Iceland has launched a new scheme to reduce the amount of plastic waste produced by tourists to the island, by giving its tap water luxury branding.
The brand, Kranavatn, which translates to ‘tap water’, will be offered as a new luxury drink at Iceland’s airport as well as bars, restaurants and hotels from mid-June to promote responsible, plastic-free tourism.
The Icelandic tourism board, Inspired by Iceland, is encouraging visitors to sign up to the Kranavatn challenge online. There, they can collect a voucher equivalent to what they would have spent on bottled water that can be redeemed in selected leisure and retail facilities.
It comes after a survey of 16,000 travellers from across Europe and North America found almost two thirds (65%) admitted to drinking more bottled water while abroad than at home. The majority of those questioned said their increased usage was due to concerns that tap water abroad was unsafe.
Inspired by Iceland said the new branding would raise awareness of its tap water as among the “cleanest and best tasting tap water in the world”. Some 98% of its mains water supply is chemically untreated, while testing has found “unwanted substances in the water” are far below safe limits, according to the Environmental Agency of Iceland.

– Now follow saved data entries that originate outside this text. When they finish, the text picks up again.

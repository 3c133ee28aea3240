// SPDX-License-Identifier: MPL-2.0
//! Localized page content.
//!
//! Translations live in embedded Fluent (`.ftl`) files, one per supported
//! locale. A dictionary is only handed out after validating that every
//! required message is present; an incomplete locale is a fatal error for
//! the page render that requested it, never a partial render.

pub mod store;

pub use store::{ContentStore, Dictionary, REQUIRED_MESSAGES};
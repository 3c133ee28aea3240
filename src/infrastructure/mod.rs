// SPDX-License-Identifier: MPL-2.0
//! Adapters implementing the [`port`](crate::port) traits against the real
//! environment. The navigation core never touches these directly.

pub mod prefs;

pub use prefs::FilePreferenceStore;
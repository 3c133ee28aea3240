// SPDX-License-Identifier: MPL-2.0
//! Smart menu navigation.
//!
//! [`dispatcher`] holds the pure decision function mapping a menu click to a
//! [`NavigationAction`](dispatcher::NavigationAction); [`scroll`] executes
//! the scroll-flavored actions, including the deferred scroll that runs after
//! a cross-page navigation.

pub mod dispatcher;
pub mod scroll;

pub use dispatcher::{dispatch, NavigationAction};
pub use scroll::{ScrollCoordinator, ScrollOutcome};
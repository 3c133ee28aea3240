// SPDX-License-Identifier: MPL-2.0
//! The navigation decision function.
//!
//! `dispatch` is pure: it looks only at the entry, the current path and the
//! active locale, and produces a fresh [`NavigationAction`] for the caller to
//! execute. It never touches the router or the scroll surface itself.

use crate::locale::Locale;
use crate::menu::{EntryKind, MenuEntry};

/// What a menu click should do. Consumed immediately by the
/// [`ScrollCoordinator`](super::scroll::ScrollCoordinator) or the router;
/// never persisted.
#[derive(Debug, Clone, PartialEq, Eq)]
pub enum NavigationAction {
    /// Scroll within the current page to the given anchor.
    ScrollTo { anchor: String },
    /// Navigate to `path`, then scroll to `anchor` once the destination is
    /// ready. The anchor does not exist until the destination has rendered,
    /// so the scroll must be deferred.
    NavigateThenScroll { path: String, anchor: String },
    /// Plain route change.
    Navigate { path: String },
}

/// The home page path for a locale, e.g. `/en`.
#[must_use]
pub fn home_path(locale: Locale) -> String {
    format!("/{}", locale.code())
}

/// Prefixes an absolute sub-path with the locale segment.
///
/// `compose_path(En, "/articles")` is `/en/articles`; the bare `/` composes
/// to the home path.
#[must_use]
pub fn compose_path(locale: Locale, target: &str) -> String {
    if target == "/" {
        home_path(locale)
    } else {
        format!("/{}{}", locale.code(), target)
    }
}

/// Decides how a click on `entry` navigates.
///
/// - `Page` entries are hard destinations: always a plain navigation to the
///   locale-prefixed target, regardless of where the user currently is.
/// - `Home` and `Section` entries resolve relative to the home page: scroll
///   in place when already home, otherwise navigate home and defer the
///   scroll until the destination is ready.
///
/// `Home` and `Section` differ only in their missing-anchor fallback, which
/// applies at execution time (see
/// [`ScrollCoordinator::scroll_to`](super::scroll::ScrollCoordinator::scroll_to)).
#[must_use]
pub fn dispatch(entry: &MenuEntry, current_path: &str, locale: Locale) -> NavigationAction {
    match entry.kind {
        EntryKind::Page => NavigationAction::Navigate {
            path: compose_path(locale, entry.target),
        },
        EntryKind::Home | EntryKind::Section => {
            let home = home_path(locale);
            if current_path == home {
                NavigationAction::ScrollTo {
                    anchor: entry.target.to_string(),
                }
            } else {
                NavigationAction::NavigateThenScroll {
                    path: home,
                    anchor: entry.target.to_string(),
                }
            }
        }
    }
}
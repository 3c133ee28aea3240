// SPDX-License-Identifier: MPL-2.0
use std::fmt;

#[derive(Debug, Clone)]
pub enum Error {
    Io(String),
    Config(String),
    /// A locale's dictionary is missing required messages. Fatal for the
    /// page render that requested it.
    Content(String),
    Persistence(String),
}

impl fmt::Display for Error {
    fn fmt(&self, f: &mut fmt::Formatter<'_>) -> fmt::Result {
        match self {
            Error::Io(e) => write!(f, "I/O Error: {}", e),
            Error::Config(e) => write!(f, "Config Error: {}", e),
            Error::Content(e) => write!(f, "Content Error: {}", e),
            Error::Persistence(e) => write!(f, "Persistence Error: {}", e),
        }
    }
}

impl std::error::Error for Error {}

impl From<std::io::Error> for Error {
    fn from(err: std::io::Error) -> Self {
        Error::Io(err.to_string())
    }
}

impl From<toml::de::Error> for Error {
    fn from(err: toml::de::Error) -> Self {
        Error::Config(err.to_string())
    }
}

impl From<toml::ser::Error> for Error {
    fn from(err: toml::ser::Error) -> Self {
        Error::Config(err.to_string())
    }
}

pub type Result<T> = std::result::Result<T, Error>;

#[cfg(test)]
mod tests {
    use super::*;

    #[test]
    fn display_formats_io_error() {
        let err = Error::Io("disk failure".to_string());
        assert_eq!(format!("{}", err), "I/O Error: disk failure");
    }

    #[test]
    fn from_io_error_produces_io_variant() {
        let io_error = std::io::Error::other("boom");
        let err: Error = io_error.into();
        match err {
            Error::Io(message) => assert!(message.contains("boom")),
            _ => panic!("expected Io variant"),
        }
    }

    #[test]
    fn content_error_formats_properly() {
        let err = Error::Content("cs is missing hero-title".into());
        assert_eq!(format!("{}", err), "Content Error: cs is missing hero-title");
    }

    #[test]
    fn persistence_error_formats_properly() {
        let err = Error::Persistence("cannot write preference".into());
        assert_eq!(
            format!("{}", err),
            "Persistence Error: cannot write preference"
        );
    }
}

'Good for the environment'
To support the campaign, the tourism board has released an ad promoting Kranavatn, which describes Iceland’s tap water as a ‘premium quality drink in the making for thousands of years in our glaciers and filtered by endless lava fields'. Its water is 'totally fresh and also good for the environment’, it claimed.
"Behind the humour and wit of the video and Kranavatn brand is an important message and one we're really proud of,” said minister for the environment and natural resources, Guðmundur Ingi Guðbrandsson.
“By encouraging tourists to ditch single use plastics and that the drinks are on us this summer, we are promoting a positive message which encourages more responsible tourist behaviour in Iceland and around the world."
Up to 80% of plastic bottles end up in the ocean or go to landfill, the tourism board said.
"To increase awareness and understanding of this issue will ultimately help reduce plastic waste and we hope the campaign encourages tourists to research the quality of tap water and bring their refillable wherever they are going this summer," added Þórdís Kolbrún Reykfjörð Gylfadóttir, Iceland's minister of tourism, industry and innovation.